Le craquement sec de la terre gelée sous nos crampons emplissait l’air glacé de ce dimanche d’hiver. Autour, le silence. Telle une horde au coeur des steppes de Sibérie, nous suivions notre guide à travers les pistes et chemins qui zèbrent ces landes. Je m’imaginais dans les récits de mon enfance, tel Tarass Boulba ou Michel Strogoff, pêchant le saumon, chassant le grand Orignal, fuyant un ennemi lancé à nos trousses. Depuis des jours il nous poursuivait, nos seuls espoirs résidant dans la fuite. Une côte. Garder le rythme, relancer pour rester accroché, ne pas devenir une cible isolée. Mes poumons brûlent.
Un bruit derrière moi, une branche en travers. Hop ! Sauter par dessus, se féliciter du comportement de sa monture. Merci Merlin, mon fier destrier. Descente raide et sablonneuse : cul en arrière, regard sur la trace. Freiner, relâcher, freiner, relâcher.

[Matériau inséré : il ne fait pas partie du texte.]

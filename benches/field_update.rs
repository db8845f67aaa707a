//! Benchmarks for the per-frame simulator and rasteriser work.
//!
//! Run with: `cargo bench`

use criterion::{black_box, criterion_group, criterion_main, BenchmarkId, Criterion};

use driftfield::prelude::*;

const FRAME_MS: f32 = 1000.0 / 60.0;

fn bench_update(c: &mut Criterion) {
    let mut group = c.benchmark_group("field_update");

    for count in [25_usize, 50, 100] {
        group.bench_with_input(BenchmarkId::new("particles", count), &count, |b, &count| {
            let config = FieldConfig::default().with_max_particles(count);
            let mut field = ParticleField::seeded(config, 1);
            field.resize(1920.0, 1080.0);
            let pointer = Some(Vec2::new(960.0, 540.0));

            b.iter(|| field.update(black_box(FRAME_MS), pointer, black_box(250.0)))
        });
    }

    group.finish();
}

fn bench_connections(c: &mut Criterion) {
    let mut group = c.benchmark_group("connections");

    for count in [25_usize, 50, 100] {
        group.bench_with_input(BenchmarkId::new("particles", count), &count, |b, &count| {
            let config = FieldConfig::default().with_max_particles(count);
            let mut field = ParticleField::seeded(config, 1);
            field.resize(1920.0, 1080.0);

            b.iter(|| black_box(field.connections(Some(Vec2::new(960.0, 540.0)))))
        });
    }

    group.finish();
}

fn bench_render(c: &mut Criterion) {
    let mut group = c.benchmark_group("render");

    group.bench_function("draw_list_1080p", |b| {
        let mut field = ParticleField::seeded(FieldConfig::default(), 1);
        field.resize(1920.0, 1080.0);
        let mut canvas = DrawList::new();

        b.iter(|| {
            canvas.reset();
            field.render(&mut canvas, None);
            black_box(canvas.len())
        })
    });

    group.bench_function("pixels_720p", |b| {
        let config = FieldConfig::default();
        let mut field = ParticleField::seeded(config.clone(), 1);
        field.resize(1280.0, 720.0);
        let mut canvas = PixelCanvas::new(1280, 720, 1.0, config.background);

        b.iter(|| {
            field.render(&mut canvas, Some(Vec2::new(640.0, 360.0)));
            black_box(canvas.as_bytes().len())
        })
    });

    group.finish();
}

criterion_group!(benches, bench_update, bench_connections, bench_render);
criterion_main!(benches);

Pif-paf, grimpette sévère. Derrière, la horde barbare se rapproche : je l’entends bien, maintenant. Sur le bec de selle, gros pignon, je mouline et mon coeur s’emballe. Vite ! du braquet, pour attaquer ce faux plat… Le sol est marqué par des traces de sabots que le froid a gelé. Sans doute une autre tribu.
Soudain un cri devant moi : « Putaing, j’ai crevé !». Rêve brisé, retour à la réalité. Je quitte à regret la Sibérie, mon cheval et mes ennemis. Je reconnais les bois, à 5 minutes de la nationale et 500 mètres du club hippique, mes pôtes emmitouflés dans leurs fringues Cannondale. Mon destrier n’hénira pas, qui a déjà vu un VTT s’ébrouer ? Sous la forme de deux quidams essouflés, la tribu ennemie nous rejoint. Echange poli de bonjours. Regard amusé vers mes amis : dans quel rêve étaient-ils, eux ?
La rando reprend, le réveil est aisé. Plaisir de rouler, aussi, en pleine réalité.